This study builds upon several previous WISE reports[1],[13],[14] examining different types of depressive symptoms as cardiac outcome predictors. In the current paper, we extended previous findings in two ways: (1) We examined relationships between depressive symptom subtypes, MetS, CAD severity, inflammatory markers (IM), and functional capacity across two independent cohorts of women presenting with symptoms consistent with the presence of myocardial ischemia (WISE[7] and WISE-Coronary Vascular Dysfunction [WISE-CVD][15] studies, respectively), and (2) We evaluated these baseline variables as predictors of all-cause mortality (ACM) and MACE outcomes among WISE women over an extended median 9.3-year follow-up. Based on previous research, we hypothesized that somatic depressive symptoms would be associated with MetS, CAD severity, IM, and functional capacity while cognitive depressive symptoms would not. We further hypothesized that SS of depression would independently predict adverse outcomes (ACM + MACE) in the WISE study but that cognitive depressive symptoms would not.

  Methods Top

Study samples

This study utilized the data from two independent samples of women participating in the WISE[7] (sample one) and WISE-CVD[15] (sample two) prospective cohort studies. The designs and protocols of both studies have been outlined in previous publications.[7],[15] These multi-site NHLBI-sponsored studies aimed to improve detection and diagnosis of ischemic heart disease in women, a population in which signs and symptoms of CVD have been historically both misunderstood and poorly identified.[16],[17],[18] All WISE study research sites received institutional review board (IRB) approval for study procedures, and participants provided written informed consent. All demographic, psychosocial, physiological, and functional variables used in the present study were assessed once during the baseline evaluation prior to coronary angiography. Participants who completed a battery of psychosocial assessments at baseline the components of which have been described elsewhere in detail[19] were included in the analyses for the current paper.
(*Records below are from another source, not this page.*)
use std::sync::Arc;
use std::sync::atomic::{AtomicUsize, Ordering};

use async_trait::async_trait;
use axum::{
    Router,
    body::{Body, to_bytes},
    http::{Method, Request, StatusCode, header},
};
use geographer::application::{
    auth::WebhookAuthenticator,
    content::ContentService,
    repos::{ContentStore, FetchMode, QueryParams, RepoError},
    revalidate::RevalidationService,
    tags::TagResolver,
};
use geographer::cache::{CacheConfig, CacheState};
use geographer::infra::http::{ContentState, RouterState, WebhookState, build_router};
use geographer_api_types::ContentResponse;
use serde_json::{Value, json};
use tower::ServiceExt;

const SECRET: &str = "s3cret";

/// Serves a document per slug, `null` for the slug `missing`, and counts
/// how often each fetch mode reached it.
#[derive(Default)]
struct CountingStore {
    cached_reads: AtomicUsize,
    fresh_reads: AtomicUsize,
}

#[async_trait]
impl ContentStore for CountingStore {
    async fn query(
        &self,
        _groq: &str,
        params: &QueryParams,
        mode: FetchMode,
    ) -> Result<Value, RepoError> {
        if params.contains_key("documentId") {
            return Ok(json!([]));
        }
        match mode {
            FetchMode::Cached => self.cached_reads.fetch_add(1, Ordering::SeqCst),
            FetchMode::Fresh => self.fresh_reads.fetch_add(1, Ordering::SeqCst),
        };
        match params.get("slug").and_then(Value::as_str) {
            Some("missing") => Ok(Value::Null),
            Some(slug) => Ok(json!({ "slug": slug })),
            None => Ok(json!([{ "slug": "a" }, { "slug": "b" }])),
        }
    }
}

fn app(store: Arc<CountingStore>, cache: CacheConfig) -> Router {
    let cache = CacheState::new(cache);
    let store: Arc<dyn ContentStore> = store;
    let revalidation = RevalidationService::new(
        WebhookAuthenticator::new(Some(SECRET.to_string())),
        TagResolver::new(store.clone(), cache.namespace()),
        Arc::new(cache.invalidator()),
    );
    let content = ContentService::new(store, cache);

    build_router(RouterState {
        webhook: WebhookState {
            revalidation: Arc::new(revalidation),
        },
        content: ContentState {
            content: Arc::new(content),
        },
    })
}

async fn get(app: &Router, uri: &str) -> (StatusCode, Value) {
    let request = Request::builder()
        .uri(uri)
        .body(Body::empty())
        .expect("build request");
    let response = app.clone().oneshot(request).await.expect("router response");
    let status = response.status();
    let bytes = to_bytes(response.into_body(), usize::MAX)
        .await
        .expect("read body");
    (status, serde_json::from_slice(&bytes).expect("json body"))
}

async fn read(app: &Router, uri: &str) -> ContentResponse {
    let (status, body) = get(app, uri).await;
    assert_eq!(status, StatusCode::OK, "unexpected status for {uri}: {body}");
    serde_json::from_value(body).expect("content response")
}

async fn revalidate(app: &Router, payload: Value) -> StatusCode {
    let request = Request::builder()
        .method(Method::POST)
        .uri("/api/revalidate")
        .header(header::AUTHORIZATION, format!("Bearer {SECRET}"))
        .body(Body::from(payload.to_string()))
        .expect("build webhook request");
    app.clone()
        .oneshot(request)
        .await
        .expect("router response")
        .status()
}

#[tokio::test]
async fn second_read_is_served_from_cache() {
    let store = Arc::new(CountingStore::default());
    let app = app(store.clone(), CacheConfig::default());

    let first = read(&app, "/api/content/projects/a").await;
    assert!(!first.cached);
    assert_eq!(first.data, json!({ "slug": "a" }));
    assert_eq!(first.tags, vec!["project:a", "project:list"]);

    let second = read(&app, "/api/content/projects/a").await;
    assert!(second.cached);
    assert_eq!(second.data, first.data);
    assert_eq!(store.cached_reads.load(Ordering::SeqCst), 1);
}

#[tokio::test]
async fn fresh_reads_bypass_the_cache() {
    let store = Arc::new(CountingStore::default());
    let app = app(store.clone(), CacheConfig::default());

    read(&app, "/api/content/about").await;
    let fresh = read(&app, "/api/content/about?fresh=true").await;
    assert!(!fresh.cached);
    assert_eq!(store.fresh_reads.load(Ordering::SeqCst), 1);

    // The fresh read neither consumed nor replaced the cached entry.
    assert!(read(&app, "/api/content/about").await.cached);
    assert_eq!(store.cached_reads.load(Ordering::SeqCst), 1);
}

#[tokio::test]
async fn missing_slug_is_not_found() {
    let app = app(Arc::new(CountingStore::default()), CacheConfig::default());

    let (status, body) = get(&app, "/api/content/collections/missing").await;
    assert_eq!(status, StatusCode::NOT_FOUND);
    assert_eq!(body["error"]["code"], json!("not_found"));
}

#[tokio::test]
async fn webhook_evicts_only_matching_entries() {
    let store = Arc::new(CountingStore::default());
    let app = app(store.clone(), CacheConfig::default());

    read(&app, "/api/content/collections").await;
    read(&app, "/api/content/collections/x").await;
    read(&app, "/api/content/collections/y").await;
    read(&app, "/api/content/homepage").await;
    assert_eq!(store.cached_reads.load(Ordering::SeqCst), 4);

    let status = revalidate(
        &app,
        json!({ "_type": "collection", "slug": { "current": "x" } }),
    )
    .await;
    assert_eq!(status, StatusCode::OK);

    assert!(!read(&app, "/api/content/collections").await.cached);
    assert!(!read(&app, "/api/content/collections/x").await.cached);
    // `collection:list` covers every detail page too.
    assert!(!read(&app, "/api/content/collections/y").await.cached);
    assert!(read(&app, "/api/content/homepage").await.cached);
}

#[tokio::test]
async fn namespaced_tags_are_reported_and_invalidated() {
    let store = Arc::new(CountingStore::default());
    let app = app(
        store,
        CacheConfig {
            tag_namespace: Some("sanity".to_string()),
            ..Default::default()
        },
    );

    let first = read(&app, "/api/content/site-settings").await;
    assert_eq!(first.tags, vec!["sanity:siteSettings"]);

    assert_eq!(
        revalidate(&app, json!({ "_type": "siteSettings" })).await,
        StatusCode::OK
    );
    assert!(!read(&app, "/api/content/site-settings").await.cached);
}

#[tokio::test]
async fn disabled_cache_always_reaches_the_store() {
    let store = Arc::new(CountingStore::default());
    let app = app(
        store.clone(),
        CacheConfig {
            enabled: false,
            ..Default::default()
        },
    );

    assert!(!read(&app, "/api/content/releases").await.cached);
    assert!(!read(&app, "/api/content/releases").await.cached);
    assert_eq!(store.cached_reads.load(Ordering::SeqCst), 2);
}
Sample one (WISE), recruited between 1996 and 2001, consisted of 641 women undergoing a clinically indicated coronary angiogram for chest pain symptoms and/or suspected myocardial ischemia. This sample was comprised of women with (40%) and without (60%) obstructive CAD. Sample two (WISE-CVD) recruited between 2008 and 2015 and consisted of 359 women without obstructive CAD. Both samples shared identical exclusion criteria, including age <18, the presence of existing medical conditions representing contraindication to the safety and validity of physiological assessments (e.g., pregnancy, heart failure, valvular disease, previous myocardial infarction, recent cardiac surgery), and the indication of a language barrier.[7],[15]

Measurement of depression and functional capacity

The WISE studies assessed depressive symptoms at baseline with the Beck Depression Inventory (BDI).[20] The BDI is a 21-item self-report inventory that measures both CS (e.g., sadness, suicidality, guilt; BDI-CS) and SS (e.g., anhedonia, fatigue, weight change; BDI-SS) of depression, providing subscale scores for each symptom cluster in addition to a total depressive symptom severity score. BDI-CS subscale scores range from 0 to 42, BDI-SS subscale scores range from 0 to 21, and BDI total scores range from 0 to 63. The BDI demonstrates high internal consistency in both psychiatric (alpha coefficient = 0.86) and non-psychiatric samples (alpha coefficient = 0.81).[21]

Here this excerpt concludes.